Antibiotic misuse and mass manufacture have resulted in a worldwide problem with antibacterial infection therapy. As a result, any opportunity to reduce the number of antibacterial drugs used will help to reduce the spread of pathogenic bacterial resistance. Activated charcoal was once thought to be the universal antidote in the last few decades. Nowadays it continues to be promoted as a potent for natural treatment. Normally activated charcoal is derived from common charcoal.[1] Manufactures make it activated by heating the common charcoal in the presence of gas.[2] For the past 20 years, activated charcoal has been frequently utilized to treat poisoned people.[3] Activated charcoal has numerous applications, one of which is the use of activated charcoal in medicine. According to World Health Organization, activated charcoal is an essential medicines which is the safest and most effective remedies needed in a health system.[4] In various countries, different types of activated charcoal tablets or capsules are used to treat diarrhea, indigestion, flatulence, poisoning, overdoses of oral consumption, and other ailments.[5] A review article published in the “journal of pediatrics” in 1963 is attributed with encouraging the use of charcoal in poisoned patients to become more widespread.[6]

Generally, carbonaceous source materials such as bamboo, coconut, husk, willow peat, wood, coir, lignite, coal, and petroleum pitch are used to make activated coal.[7] After obtaining the charcoal, it is broken down into fine granular form. Further processes, such as treating the charcoal with water, O2, CO2, specific acids, and other chemicals, are required to activate it. This activating process removes impurities and creates, fine small granules. Gas adsorption determines that one gram of activated Carbon has a surface area in access of 3000 m2 (3200 sq ft) due to its high degree of microporing.[8] It is declared that activated charcoal will absorb most drugs and toxin rather than the normal charcoals.[9],[10]

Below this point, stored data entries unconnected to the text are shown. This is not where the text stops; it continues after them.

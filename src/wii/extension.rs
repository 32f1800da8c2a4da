//! Extension controller identification.
//!
//! The 6-byte identity lives at register 0x04A400FA and is read after the
//! two-step unencrypted init (0x55 to 0x04A400F0, 0x00 to 0x04A400FB).

use serde::Serialize;

/// Register write that starts extension init.
pub const INIT1_ADDRESS: u32 = 0x04A4_00F0;
pub const INIT1_DATA: u8 = 0x55;
/// Register write that disables extension payload encryption.
pub const INIT2_ADDRESS: u32 = 0x04A4_00FB;
pub const INIT2_DATA: u8 = 0x00;
/// Extension identity register.
pub const IDENTITY_ADDRESS: u32 = 0x04A4_00FA;
pub const IDENTITY_LEN: u16 = 6;

/// Report mode for a bare remote: core buttons + accelerometer.
pub const MODE_CORE: u8 = 0x31;
/// Core buttons + 8 extension bytes.
pub const MODE_EXT8: u8 = 0x32;
/// Core buttons + 19 extension bytes.
pub const MODE_EXT19: u8 = 0x34;

/// What is plugged into the expansion port.
#[derive(Debug, Clone, Copy, Default, PartialEq, Eq, Hash, Serialize)]
pub enum ExtensionVariant {
    #[default]
    None,
    Nunchuck,
    Classic,
    ClassicPro,
    WiiUPro,
    Unsupported,
}

impl ExtensionVariant {
    /// Variants held upright next to the remote, which use the vertical
    /// core button layout.
    pub fn uses_vertical_remote(self) -> bool {
        matches!(
            self,
            ExtensionVariant::Nunchuck | ExtensionVariant::Classic | ExtensionVariant::ClassicPro
        )
    }
}

/// Assemble the 48-bit big-endian identity from the first 6 bytes of a read.
pub fn identity_from_bytes(bytes: &[u8; 6]) -> u64 {
    bytes
        .iter()
        .fold(0u64, |acc, &b| (acc << 8) | u64::from(b))
}

/// Map an extension identity to its variant and the report mode it runs in.
pub fn identify(identity: u64) -> (ExtensionVariant, u8) {
    match identity & 0xFFFF_FFFF_FFFF {
        0x0000_A420_0000 | 0xFF00_A420_0000 => (ExtensionVariant::Nunchuck, MODE_EXT8),
        0x0000_A420_0101 => (ExtensionVariant::Classic, MODE_EXT8),
        0x0100_A420_0101 => (ExtensionVariant::ClassicPro, MODE_EXT8),
        0x0000_A420_0120 => (ExtensionVariant::WiiUPro, MODE_EXT19),
        _ => (ExtensionVariant::Unsupported, MODE_CORE),
    }
}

Activated charcoal is an allowed substance used by organic farmers in both livestock production and wine making. In case of livestock production it is used as pesticide, animal feed additive, processing aid, nonagricultural ingredient and disinfectants.[11] In organic wine making purposes activated carbon is used as a processing agent to adsorb brown color pigments from white grape concentrates.[12] Sometimes it is used as biochar.

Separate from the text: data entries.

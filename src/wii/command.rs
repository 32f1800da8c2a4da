//! Wii Remote output reports.
//!
//!   0x11 = player LEDs        [leds]
//!   0x12 = data reporting     [reserved] [mode]
//!   0x15 = status request     [reserved]
//!   0x16 = write memory       [addr BE u32] [size] [data x16]
//!   0x17 = read memory        [addr BE u32] [size BE u16]

use crate::error::CommandError;

pub const OUTPUT_LEDS: u8 = 0x11;
pub const OUTPUT_REPORT_MODE: u8 = 0x12;
pub const OUTPUT_STATUS: u8 = 0x15;
pub const OUTPUT_WRITE_MEMORY: u8 = 0x16;
pub const OUTPUT_READ_MEMORY: u8 = 0x17;

/// Most data bytes a single memory write can carry.
pub const WRITE_DATA_MAX: usize = 16;
/// Largest output report (memory write), id byte included.
pub const MAX_OUTPUT_LEN: usize = 1 + 4 + 1 + WRITE_DATA_MAX;

/// A command for the remote.
#[derive(Debug, Clone, Copy, PartialEq, Eq)]
pub enum OutputCommand {
    WriteMemory {
        address: u32,
        data: [u8; WRITE_DATA_MAX],
        size: u8,
    },
    ReadMemory {
        address: u32,
        size: u16,
    },
    SetReportMode {
        mode: u8,
    },
    SetPlayerLed {
        mask: u8,
    },
    QueryStatus,
}

impl OutputCommand {
    /// Memory write of up to 16 bytes.
    pub fn write_memory(address: u32, data: &[u8]) -> Result<Self, CommandError> {
        if data.len() > WRITE_DATA_MAX {
            return Err(CommandError::PayloadTooLong {
                len: data.len(),
                max: WRITE_DATA_MAX,
            });
        }
        let mut buf = [0u8; WRITE_DATA_MAX];
        buf[..data.len()].copy_from_slice(data);
        Ok(OutputCommand::WriteMemory {
            address,
            data: buf,
            size: data.len() as u8,
        })
    }

    /// Single-byte register write.
    pub fn write_byte(address: u32, value: u8) -> Self {
        let mut data = [0u8; WRITE_DATA_MAX];
        data[0] = value;
        OutputCommand::WriteMemory {
            address,
            data,
            size: 1,
        }
    }

    /// LED command from a 4-bit mask (bit 0 = LED 1), moved into the
    /// high nibble where the remote expects it.
    pub fn player_leds(mask: u8) -> Self {
        OutputCommand::SetPlayerLed {
            mask: (mask << 4) & 0xF0,
        }
    }

    pub fn id(&self) -> u8 {
        match self {
            OutputCommand::WriteMemory { .. } => OUTPUT_WRITE_MEMORY,
            OutputCommand::ReadMemory { .. } => OUTPUT_READ_MEMORY,
            OutputCommand::SetReportMode { .. } => OUTPUT_REPORT_MODE,
            OutputCommand::SetPlayerLed { .. } => OUTPUT_LEDS,
            OutputCommand::QueryStatus => OUTPUT_STATUS,
        }
    }

    /// Encoded length, id byte included.
    pub fn encoded_len(&self) -> usize {
        match self {
            OutputCommand::WriteMemory { .. } => MAX_OUTPUT_LEN,
            OutputCommand::ReadMemory { .. } => 7,
            OutputCommand::SetReportMode { .. } => 3,
            OutputCommand::SetPlayerLed { .. } | OutputCommand::QueryStatus => 2,
        }
    }
}

/// Reusable scratch space for building one output report at a time.
#[derive(Debug, Clone)]
pub struct OutputBuffer {
    data: [u8; MAX_OUTPUT_LEN],
}

impl Default for OutputBuffer {
    fn default() -> Self {
        Self {
            data: [0u8; MAX_OUTPUT_LEN],
        }
    }
}

impl OutputBuffer {
    pub fn new() -> Self {
        Self::default()
    }

    /// Encode `cmd` and return the bytes to hand to the transport.
    pub fn encode(&mut self, cmd: &OutputCommand) -> &[u8] {
        let len = cmd.encoded_len();
        let out = &mut self.data[..len];
        out.fill(0);
        out[0] = cmd.id();

        match *cmd {
            OutputCommand::WriteMemory {
                address,
                data,
                size,
            } => {
                out[1..5].copy_from_slice(&address.to_be_bytes());
                out[5] = size;
                out[6..].copy_from_slice(&data);
            }
            OutputCommand::ReadMemory { address, size } => {
                out[1..5].copy_from_slice(&address.to_be_bytes());
                out[5..7].copy_from_slice(&size.to_be_bytes());
            }
            OutputCommand::SetReportMode { mode } => {
                out[2] = mode;
            }
            OutputCommand::SetPlayerLed { mask } => {
                out[1] = mask;
            }
            OutputCommand::QueryStatus => {}
        }

        &self.data[..len]
    }
}

#[cfg(test)]
mod tests {
    use super::*;

    #[test]
    fn test_encode_write_memory() {
        let mut buf = OutputBuffer::new();
        let cmd = OutputCommand::write_memory(0x04A4_00F0, &[0x55]).unwrap();
        let bytes = buf.encode(&cmd);
        assert_eq!(bytes.len(), 22);
        assert_eq!(&bytes[..7], &[0x16, 0x04, 0xA4, 0x00, 0xF0, 0x01, 0x55]);
        assert!(bytes[7..].iter().all(|&b| b == 0));

        assert_eq!(OutputCommand::write_byte(0x04A4_00F0, 0x55), cmd);
    }

    #[test]
    fn test_write_memory_rejects_long_payload() {
        assert!(OutputCommand::write_memory(0, &[0xAA; 16]).is_ok());
        assert_eq!(
            OutputCommand::write_memory(0, &[0xAA; 17]),
            Err(CommandError::PayloadTooLong { len: 17, max: 16 })
        );
    }

    #[test]
    fn test_encode_read_memory() {
        let mut buf = OutputBuffer::new();
        let cmd = OutputCommand::ReadMemory {
            address: 0x04A4_00FA,
            size: 6,
        };
        assert_eq!(
            buf.encode(&cmd),
            &[0x17, 0x04, 0xA4, 0x00, 0xFA, 0x00, 0x06]
        );
    }

    #[test]
    fn test_encode_small_commands() {
        let mut buf = OutputBuffer::new();
        assert_eq!(
            buf.encode(&OutputCommand::SetReportMode { mode: 0x34 }),
            &[0x12, 0x00, 0x34]
        );
        assert_eq!(
            buf.encode(&OutputCommand::SetPlayerLed { mask: 0x10 }),
            &[0x11, 0x10]
        );
        assert_eq!(buf.encode(&OutputCommand::QueryStatus), &[0x15, 0x00]);
    }

    #[test]
    fn test_player_leds_high_nibble() {
        assert_eq!(
            OutputCommand::player_leds(0x01),
            OutputCommand::SetPlayerLed { mask: 0x10 }
        );
        assert_eq!(
            OutputCommand::player_leds(0x0F),
            OutputCommand::SetPlayerLed { mask: 0xF0 }
        );
        // Only the low nibble survives
        assert_eq!(
            OutputCommand::player_leds(0x19),
            OutputCommand::SetPlayerLed { mask: 0x90 }
        );
    }

    #[test]
    fn test_buffer_reuse_clears_previous_command() {
        let mut buf = OutputBuffer::new();
        let long = OutputCommand::write_memory(0xFFFF_FFFF, &[0xFF; 16]).unwrap();
        buf.encode(&long);
        let short = OutputCommand::write_memory(0x04A4_00FB, &[0x00]).unwrap();
        let bytes = buf.encode(&short);
        assert_eq!(&bytes[..7], &[0x16, 0x04, 0xA4, 0x00, 0xFB, 0x01, 0x00]);
        assert!(bytes[7..].iter().all(|&b| b == 0));

        buf.encode(&long);
        assert_eq!(
            buf.encode(&OutputCommand::SetReportMode { mode: 0x31 }),
            &[0x12, 0x00, 0x31]
        );
    }
}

Due to its multifunctional nature, activated carbon filtration is an effective water treatment process. Depending on the type of contamination, several types of activated carbon filtering processes and equipment are recommended.[12]

Considering all these facts this study was designed to investigate the antimicrobial traits of different coal samples (naturally produced and coal mediated commercial products) available in Bangladesh through the agar well diffusion method and the micro dilutions method.

 Materials and Methods

Study area, sampling, sample processing and microbiological analysis

Total of 10 samples (5 categories of naturally produced coal such as Wooden coal powder, Coal Ash, Solid coal powder, Charcoal, Coal dust from Barapukuria coal mine and coal mediated commercial products coal such as Charcoal face scrub, Charcoal face masks, Charcoal Ponds face wash, Charcoal Men's face wash, Charcoal Pepsodent from different shop) were randomly collected during July 2019 to September 2019 following standard protocol (APHA 1998). Samples were transported to the laboratory to conduct both microbiological assay and in-vitro antimicrobial assay.[13],[14]

Microbiological analysis

Enumeration of total viable bacteria and fungi

For the enumeration of total viable bacteria (TVB) and total fungal load, 0.1 ml of each sample from dilution 10-2 was spread into Nutrient Agar and Sabouraud Dextrose agar media by spread plate technique. Then plates were incubated at 37°C for 24 h for TVB count and 25°C for 48 h for total fungal count.[15],[16]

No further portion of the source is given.